* _Available records_
__________________________________________________

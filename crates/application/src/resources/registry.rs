//! External patient registry lookup and date suggestions.

use medhist_domain::ApiRequest;
use medhist_domain::entities::{
    DischargeRequest, DischargeSuggestion, PatientSearchParams, RegistryPatient,
};
use serde::Deserialize;

use crate::client::ApiClient;
use crate::error::ApiError;

const PATIENT_SEARCH_PATH: &str = "/oracle/patient-search";
const SUGGEST_DISCHARGE_PATH: &str = "/dates/suggest_discharge_date";

/// Result of a registry search.
#[derive(Debug, Clone, PartialEq, Eq)]
pub enum PatientSearch {
    /// Matching candidates, possibly none
    Found(Vec<RegistryPatient>),
    /// The registry refused the query
    Rejected(String),
}

#[derive(Deserialize)]
#[serde(untagged)]
enum SearchPayload {
    Found(Vec<RegistryPatient>),
    Rejected { error: String },
}

impl From<SearchPayload> for PatientSearch {
    fn from(payload: SearchPayload) -> Self {
        match payload {
            SearchPayload::Found(patients) => Self::Found(patients),
            SearchPayload::Rejected { error } => Self::Rejected(error),
        }
    }
}

/// Lookup in the hospital's external patient registry.
#[derive(Clone)]
pub struct RegistryApi {
    client: ApiClient,
}

impl RegistryApi {
    /// Creates the API handle.
    #[must_use]
    pub const fn new(client: ApiClient) -> Self {
        Self { client }
    }

    /// Searches the registry by name, birth date and address fragments.
    ///
    /// # Errors
    ///
    /// Returns the API error of the call.
    pub async fn search_patients(
        &self,
        params: &PatientSearchParams,
    ) -> Result<PatientSearch, ApiError> {
        let request = ApiRequest::get(PATIENT_SEARCH_PATH).query(params.to_query());
        let payload: SearchPayload = self.client.json(request).await?;
        Ok(payload.into())
    }
}

/// Server-side date arithmetic.
#[derive(Clone)]
pub struct DatesApi {
    client: ApiClient,
}

impl DatesApi {
    /// Creates the API handle.
    #[must_use]
    pub const fn new(client: ApiClient) -> Self {
        Self { client }
    }

    /// Suggests a discharge date from the admission date and tariff code.
    ///
    /// # Errors
    ///
    /// Returns the API error of the call.
    pub async fn suggest_discharge_date(
        &self,
        request: &DischargeRequest,
    ) -> Result<DischargeSuggestion, ApiError> {
        let request = ApiRequest::post(SUGGEST_DISCHARGE_PATH).json(request)?;
        self.client.json(request).await
    }
}
//! In-process session store.

use async_trait::async_trait;
use medhist_application::ports::{SessionStore, SessionStoreError};
use medhist_domain::TokenPair;
use parking_lot::Mutex;

use super::file_session_store::SessionDocument;

/// [`SessionStore`] that forgets everything when the process exits.
///
/// Used when no session file is configured.
#[derive(Debug, Default)]
pub struct InMemorySessionStore {
    document: Mutex<SessionDocument>,
}

impl InMemorySessionStore {
    /// Creates an empty store.
    #[must_use]
    pub fn new() -> Self {
        Self::default()
    }
}

#[async_trait]
impl SessionStore for InMemorySessionStore {
    async fn load_tokens(&self) -> Result<Option<TokenPair>, SessionStoreError> {
        Ok(self.document.lock().tokens())
    }

    async fn save_tokens(&self, tokens: &TokenPair) -> Result<(), SessionStoreError> {
        self.document.lock().set_tokens(Some(tokens));
        Ok(())
    }

    async fn clear_tokens(&self) -> Result<(), SessionStoreError> {
        self.document.lock().set_tokens(None);
        Ok(())
    }

    async fn load_session_id(&self) -> Result<Option<String>, SessionStoreError> {
        Ok(self.document.lock().session_id.clone())
    }

    async fn save_session_id(&self, session_id: &str) -> Result<(), SessionStoreError> {
        self.document.lock().session_id = Some(session_id.to_string());
        Ok(())
    }

    async fn load_filters(&self) -> Result<Option<serde_json::Value>, SessionStoreError> {
        Ok(self.document.lock().filters.clone())
    }

    async fn save_filters(&self, filters: &serde_json::Value) -> Result<(), SessionStoreError> {
        self.document.lock().filters = Some(filters.clone());
        Ok(())
    }

    async fn clear(&self) -> Result<(), SessionStoreError> {
        *self.document.lock() = SessionDocument::default();
        Ok(())
    }
}

#[cfg(test)]
#[allow(clippy::unwrap_used)]
mod tests {
    use super::*;
    use pretty_assertions::assert_eq;

    #[tokio::test]
    async fn test_empty_tokens_are_not_loaded() {
        let store = InMemorySessionStore::new();
        store.save_tokens(&TokenPair::new("a1", "")).await.unwrap();
        assert_eq!(store.load_tokens().await.unwrap(), None);

        store.save_tokens(&TokenPair::new("a1", "r1")).await.unwrap();
        assert_eq!(
            store.load_tokens().await.unwrap(),
            Some(TokenPair::new("a1", "r1"))
        );
    }

    #[tokio::test]
    async fn test_clear_tokens_keeps_session() {
        let store = InMemorySessionStore::new();
        store.save_tokens(&TokenPair::new("a1", "r1")).await.unwrap();
        store.save_session_id("sid").await.unwrap();

        store.clear_tokens().await.unwrap();
        assert_eq!(store.load_tokens().await.unwrap(), None);
        assert_eq!(store.load_session_id().await.unwrap().as_deref(), Some("sid"));

        store.clear().await.unwrap();
        assert_eq!(store.load_session_id().await.unwrap(), None);
    }
}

__________________________________________________

* _Activity_
Above are the lines; repeat exactly the ones from the line containing "use medhist_domain::ApiRequest;" down to the line containing "pub struct RegistryApi", both inclusive.

* _Exercise response_
use medhist_domain::ApiRequest;
use medhist_domain::entities::{
    DischargeRequest, DischargeSuggestion, PatientSearchParams, RegistryPatient,
};
use serde::Deserialize;

use crate::client::ApiClient;
use crate::error::ApiError;

const PATIENT_SEARCH_PATH: &str = "/oracle/patient-search";
const SUGGEST_DISCHARGE_PATH: &str = "/dates/suggest_discharge_date";

/// Result of a registry search.
#[derive(Debug, Clone, PartialEq, Eq)]
pub enum PatientSearch {
    /// Matching candidates, possibly none
    Found(Vec<RegistryPatient>),
    /// The registry refused the query
    Rejected(String),
}

#[derive(Deserialize)]
#[serde(untagged)]
enum SearchPayload {
    Found(Vec<RegistryPatient>),
    Rejected { error: String },
}

impl From<SearchPayload> for PatientSearch {
    fn from(payload: SearchPayload) -> Self {
        match payload {
            SearchPayload::Found(patients) => Self::Found(patients),
            SearchPayload::Rejected { error } => Self::Rejected(error),
        }
    }
}

/// Lookup in the hospital's external patient registry.
#[derive(Clone)]
pub struct RegistryApi {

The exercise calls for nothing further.